▶ Listed entries:
☆ ☆ ☆

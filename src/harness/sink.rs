//! Destinations for attempt outcomes.

use crate::harness::outcome::{AttemptResult, RequestOutcome};
use crate::observability::metrics;

/// Receives every attempt as soon as it finishes.
///
/// Called concurrently from all requesters.
pub trait OutcomeSink: Send + Sync + 'static {
    fn record(&self, outcome: &RequestOutcome);

    /// Called once a requester has issued its whole sequence.
    fn requester_finished(&self, _requester: usize) {}
}

/// Logs each attempt and feeds the client metrics.
#[derive(Debug, Clone, Copy, Default)]
pub struct TracingSink;

impl OutcomeSink for TracingSink {
    fn record(&self, outcome: &RequestOutcome) {
        metrics::record_client_attempt(outcome.result.label(), outcome.elapsed);

        let start = humantime::format_rfc3339_millis(outcome.start);
        let stop = humantime::format_rfc3339_millis(outcome.stop);
        match &outcome.result {
            AttemptResult::Success => tracing::debug!(
                requester = outcome.requester,
                sequence = outcome.sequence,
                %start,
                %stop,
                elapsed = ?outcome.elapsed,
                "Request succeeded"
            ),
            AttemptResult::Failure(reason) => tracing::warn!(
                requester = outcome.requester,
                sequence = outcome.sequence,
                %start,
                %stop,
                elapsed = ?outcome.elapsed,
                error = %reason,
                "Request failed"
            ),
            other => tracing::info!(
                requester = outcome.requester,
                sequence = outcome.sequence,
                %start,
                %stop,
                elapsed = ?outcome.elapsed,
                status = ?outcome.status,
                outcome = %other,
                "Request refused by server"
            ),
        }
    }

    fn requester_finished(&self, requester: usize) {
        tracing::info!(requester, "All requests executed");
    }
}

☆ ☆ ☆

▶ Prompt:
Look through the lines above and collect those with the word "humantime".

▶ Completed task:
        let start = humantime::format_rfc3339_millis(outcome.start);
        let stop = humantime::format_rfc3339_millis(outcome.stop);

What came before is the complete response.